* **TASK BRIEF**
Take the material below and reproduce, word for word, only the lines from the line with "static DASH_RUNS: LazyLock<Regex>" through the line with "static URL_SCHEME: LazyLock<Regex>".

* **RECORDED INFORMATION**
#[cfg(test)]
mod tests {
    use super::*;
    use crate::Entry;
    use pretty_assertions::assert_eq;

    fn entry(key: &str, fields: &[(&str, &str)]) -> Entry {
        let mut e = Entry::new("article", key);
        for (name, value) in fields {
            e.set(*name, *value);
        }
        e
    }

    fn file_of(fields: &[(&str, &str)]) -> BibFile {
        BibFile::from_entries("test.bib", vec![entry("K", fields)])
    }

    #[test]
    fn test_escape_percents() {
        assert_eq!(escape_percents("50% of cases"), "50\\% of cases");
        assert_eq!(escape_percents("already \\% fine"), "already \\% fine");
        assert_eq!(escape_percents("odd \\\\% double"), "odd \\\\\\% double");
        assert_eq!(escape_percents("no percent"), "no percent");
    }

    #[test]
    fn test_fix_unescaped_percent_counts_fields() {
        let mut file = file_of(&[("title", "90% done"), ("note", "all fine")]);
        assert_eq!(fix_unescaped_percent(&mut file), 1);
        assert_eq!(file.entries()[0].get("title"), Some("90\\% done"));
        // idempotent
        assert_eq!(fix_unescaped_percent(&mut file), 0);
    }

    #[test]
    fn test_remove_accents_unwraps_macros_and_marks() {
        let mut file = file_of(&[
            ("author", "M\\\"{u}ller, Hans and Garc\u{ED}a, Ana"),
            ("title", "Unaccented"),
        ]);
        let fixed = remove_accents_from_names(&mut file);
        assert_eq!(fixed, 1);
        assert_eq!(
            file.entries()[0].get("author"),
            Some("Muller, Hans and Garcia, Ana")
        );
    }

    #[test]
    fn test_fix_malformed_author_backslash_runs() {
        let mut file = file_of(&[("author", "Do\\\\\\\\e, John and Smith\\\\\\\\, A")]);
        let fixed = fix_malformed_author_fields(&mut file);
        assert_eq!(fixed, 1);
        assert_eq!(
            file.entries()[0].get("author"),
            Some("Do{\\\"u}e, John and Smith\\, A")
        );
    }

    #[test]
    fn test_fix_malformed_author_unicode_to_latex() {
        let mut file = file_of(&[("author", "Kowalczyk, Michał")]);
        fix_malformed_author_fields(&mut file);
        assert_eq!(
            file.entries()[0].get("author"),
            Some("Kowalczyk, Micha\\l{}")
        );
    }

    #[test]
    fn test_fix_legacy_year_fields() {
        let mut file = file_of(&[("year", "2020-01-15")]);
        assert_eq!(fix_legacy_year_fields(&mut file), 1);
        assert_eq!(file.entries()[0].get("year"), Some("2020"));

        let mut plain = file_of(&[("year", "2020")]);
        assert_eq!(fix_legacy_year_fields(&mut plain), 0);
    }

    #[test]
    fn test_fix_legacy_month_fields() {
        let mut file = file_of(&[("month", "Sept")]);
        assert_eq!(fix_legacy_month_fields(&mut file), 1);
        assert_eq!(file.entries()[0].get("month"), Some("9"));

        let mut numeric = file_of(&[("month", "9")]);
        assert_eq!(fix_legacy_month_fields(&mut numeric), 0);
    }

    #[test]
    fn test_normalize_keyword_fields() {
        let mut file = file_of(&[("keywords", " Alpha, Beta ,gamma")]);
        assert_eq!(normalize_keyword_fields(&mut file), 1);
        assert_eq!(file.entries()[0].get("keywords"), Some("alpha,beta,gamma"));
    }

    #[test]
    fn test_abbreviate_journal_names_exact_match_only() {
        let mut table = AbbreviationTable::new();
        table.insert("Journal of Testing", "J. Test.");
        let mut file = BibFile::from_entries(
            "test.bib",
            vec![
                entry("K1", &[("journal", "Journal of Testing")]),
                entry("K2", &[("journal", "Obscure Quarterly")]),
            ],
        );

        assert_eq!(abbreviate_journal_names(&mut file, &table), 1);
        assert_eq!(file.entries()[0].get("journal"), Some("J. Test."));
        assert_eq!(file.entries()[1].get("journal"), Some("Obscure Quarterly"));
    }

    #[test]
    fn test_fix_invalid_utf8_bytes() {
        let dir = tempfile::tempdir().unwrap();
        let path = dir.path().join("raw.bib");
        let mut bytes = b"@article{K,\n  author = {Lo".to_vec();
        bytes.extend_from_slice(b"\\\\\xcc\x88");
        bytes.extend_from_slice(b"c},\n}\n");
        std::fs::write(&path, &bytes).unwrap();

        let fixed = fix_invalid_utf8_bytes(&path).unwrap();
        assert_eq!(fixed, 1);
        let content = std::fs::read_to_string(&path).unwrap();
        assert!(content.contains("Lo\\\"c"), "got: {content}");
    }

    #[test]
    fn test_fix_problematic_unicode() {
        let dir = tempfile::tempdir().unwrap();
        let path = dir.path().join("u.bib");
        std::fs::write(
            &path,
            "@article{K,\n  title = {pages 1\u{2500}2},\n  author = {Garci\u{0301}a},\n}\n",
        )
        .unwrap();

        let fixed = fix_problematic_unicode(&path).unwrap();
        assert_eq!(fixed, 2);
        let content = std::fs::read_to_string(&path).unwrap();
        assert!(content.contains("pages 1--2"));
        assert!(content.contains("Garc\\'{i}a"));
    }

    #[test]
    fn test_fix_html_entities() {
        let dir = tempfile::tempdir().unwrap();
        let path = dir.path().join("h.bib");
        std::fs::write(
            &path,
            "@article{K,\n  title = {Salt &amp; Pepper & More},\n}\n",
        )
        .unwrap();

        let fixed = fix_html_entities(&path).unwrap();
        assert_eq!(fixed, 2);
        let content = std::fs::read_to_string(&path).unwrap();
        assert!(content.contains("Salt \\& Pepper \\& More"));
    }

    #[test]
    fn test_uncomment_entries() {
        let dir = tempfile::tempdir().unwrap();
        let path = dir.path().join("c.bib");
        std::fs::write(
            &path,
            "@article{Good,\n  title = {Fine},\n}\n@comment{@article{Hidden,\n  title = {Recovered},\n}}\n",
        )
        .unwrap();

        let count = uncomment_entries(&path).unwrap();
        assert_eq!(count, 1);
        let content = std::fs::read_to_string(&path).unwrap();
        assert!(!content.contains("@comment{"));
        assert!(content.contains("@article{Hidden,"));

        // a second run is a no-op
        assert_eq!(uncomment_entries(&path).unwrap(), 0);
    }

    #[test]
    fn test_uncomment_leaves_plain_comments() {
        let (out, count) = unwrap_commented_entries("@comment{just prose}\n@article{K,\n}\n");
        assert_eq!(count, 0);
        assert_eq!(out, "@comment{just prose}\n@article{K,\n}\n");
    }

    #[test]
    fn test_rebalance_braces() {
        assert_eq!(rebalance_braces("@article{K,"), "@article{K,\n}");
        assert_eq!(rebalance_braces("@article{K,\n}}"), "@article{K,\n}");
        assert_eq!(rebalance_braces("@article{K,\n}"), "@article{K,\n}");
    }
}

* * *

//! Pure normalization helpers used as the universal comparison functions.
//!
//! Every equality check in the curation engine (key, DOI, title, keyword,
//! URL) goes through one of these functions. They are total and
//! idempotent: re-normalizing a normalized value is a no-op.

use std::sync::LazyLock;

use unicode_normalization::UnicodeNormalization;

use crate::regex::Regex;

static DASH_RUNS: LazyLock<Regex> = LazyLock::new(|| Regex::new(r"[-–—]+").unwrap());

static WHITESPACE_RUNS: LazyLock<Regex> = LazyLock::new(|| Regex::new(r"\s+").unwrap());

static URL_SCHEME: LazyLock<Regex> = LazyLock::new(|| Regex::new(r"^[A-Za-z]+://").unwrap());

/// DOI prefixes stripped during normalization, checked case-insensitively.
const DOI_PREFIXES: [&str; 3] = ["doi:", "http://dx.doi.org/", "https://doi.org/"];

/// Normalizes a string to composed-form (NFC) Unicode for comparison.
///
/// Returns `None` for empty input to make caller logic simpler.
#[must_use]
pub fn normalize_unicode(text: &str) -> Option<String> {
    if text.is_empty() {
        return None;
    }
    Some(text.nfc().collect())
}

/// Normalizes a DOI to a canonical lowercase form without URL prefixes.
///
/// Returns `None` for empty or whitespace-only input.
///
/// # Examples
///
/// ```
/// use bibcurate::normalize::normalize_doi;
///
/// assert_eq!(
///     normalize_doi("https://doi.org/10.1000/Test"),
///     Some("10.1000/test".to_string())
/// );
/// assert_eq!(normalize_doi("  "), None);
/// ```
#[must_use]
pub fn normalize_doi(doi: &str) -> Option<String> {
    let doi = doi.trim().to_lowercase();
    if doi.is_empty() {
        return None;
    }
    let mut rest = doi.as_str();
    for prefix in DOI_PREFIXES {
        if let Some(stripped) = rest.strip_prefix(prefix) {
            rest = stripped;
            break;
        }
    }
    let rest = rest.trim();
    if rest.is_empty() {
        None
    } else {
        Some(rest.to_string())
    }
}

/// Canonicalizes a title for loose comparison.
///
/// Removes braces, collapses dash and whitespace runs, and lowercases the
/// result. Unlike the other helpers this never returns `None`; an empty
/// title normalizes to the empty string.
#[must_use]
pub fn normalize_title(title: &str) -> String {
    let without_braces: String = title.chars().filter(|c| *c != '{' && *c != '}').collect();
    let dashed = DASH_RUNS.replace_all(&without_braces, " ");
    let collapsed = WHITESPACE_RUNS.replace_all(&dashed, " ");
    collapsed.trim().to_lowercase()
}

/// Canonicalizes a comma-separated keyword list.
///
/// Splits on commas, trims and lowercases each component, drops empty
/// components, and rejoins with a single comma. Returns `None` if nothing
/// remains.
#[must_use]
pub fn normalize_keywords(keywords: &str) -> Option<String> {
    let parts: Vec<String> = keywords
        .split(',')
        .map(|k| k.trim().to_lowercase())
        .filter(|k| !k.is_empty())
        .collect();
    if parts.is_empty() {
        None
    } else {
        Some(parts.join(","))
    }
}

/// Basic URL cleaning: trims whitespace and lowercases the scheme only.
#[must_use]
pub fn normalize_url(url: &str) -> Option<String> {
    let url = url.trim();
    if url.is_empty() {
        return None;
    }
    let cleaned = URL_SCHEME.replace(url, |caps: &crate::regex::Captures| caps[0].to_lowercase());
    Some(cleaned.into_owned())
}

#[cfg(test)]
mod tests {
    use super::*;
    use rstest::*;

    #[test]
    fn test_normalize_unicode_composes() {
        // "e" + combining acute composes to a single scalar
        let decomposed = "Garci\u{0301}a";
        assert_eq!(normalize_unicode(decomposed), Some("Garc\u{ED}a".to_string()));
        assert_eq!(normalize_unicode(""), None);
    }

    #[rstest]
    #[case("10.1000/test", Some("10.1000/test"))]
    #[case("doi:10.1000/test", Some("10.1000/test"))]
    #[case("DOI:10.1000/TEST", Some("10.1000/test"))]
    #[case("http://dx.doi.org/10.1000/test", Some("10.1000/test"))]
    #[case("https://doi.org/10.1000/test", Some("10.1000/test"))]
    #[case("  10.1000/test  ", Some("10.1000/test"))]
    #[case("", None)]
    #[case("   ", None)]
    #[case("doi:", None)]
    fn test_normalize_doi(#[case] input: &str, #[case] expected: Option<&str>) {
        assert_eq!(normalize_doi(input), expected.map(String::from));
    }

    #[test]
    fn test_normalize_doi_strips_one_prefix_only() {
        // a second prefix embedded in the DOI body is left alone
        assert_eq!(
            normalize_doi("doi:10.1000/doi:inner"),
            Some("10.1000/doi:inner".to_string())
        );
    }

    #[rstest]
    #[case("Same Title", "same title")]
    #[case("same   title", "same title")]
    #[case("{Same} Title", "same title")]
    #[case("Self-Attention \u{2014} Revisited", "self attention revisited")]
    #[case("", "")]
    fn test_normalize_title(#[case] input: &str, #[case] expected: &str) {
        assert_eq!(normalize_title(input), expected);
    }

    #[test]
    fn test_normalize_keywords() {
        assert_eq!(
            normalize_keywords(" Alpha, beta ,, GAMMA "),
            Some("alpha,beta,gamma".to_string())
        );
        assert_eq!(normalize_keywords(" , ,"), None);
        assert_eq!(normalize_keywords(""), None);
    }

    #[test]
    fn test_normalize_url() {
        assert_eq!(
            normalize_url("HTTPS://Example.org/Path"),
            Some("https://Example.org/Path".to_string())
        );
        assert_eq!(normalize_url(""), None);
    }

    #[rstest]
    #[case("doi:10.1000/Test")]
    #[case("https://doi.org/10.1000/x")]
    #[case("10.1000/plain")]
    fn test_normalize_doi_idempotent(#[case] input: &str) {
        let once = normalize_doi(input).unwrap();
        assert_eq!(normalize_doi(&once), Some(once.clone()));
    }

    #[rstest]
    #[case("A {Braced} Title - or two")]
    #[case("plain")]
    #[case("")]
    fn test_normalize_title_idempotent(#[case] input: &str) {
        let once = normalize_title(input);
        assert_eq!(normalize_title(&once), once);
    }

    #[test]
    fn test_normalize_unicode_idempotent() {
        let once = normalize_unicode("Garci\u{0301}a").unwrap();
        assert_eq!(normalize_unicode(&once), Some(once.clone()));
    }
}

* **TASK RESPONSE**
static DASH_RUNS: LazyLock<Regex> = LazyLock::new(|| Regex::new(r"[-–—]+").unwrap());

static WHITESPACE_RUNS: LazyLock<Regex> = LazyLock::new(|| Regex::new(r"\s+").unwrap());

static URL_SCHEME: LazyLock<Regex> = LazyLock::new(|| Regex::new(r"^[A-Za-z]+://").unwrap());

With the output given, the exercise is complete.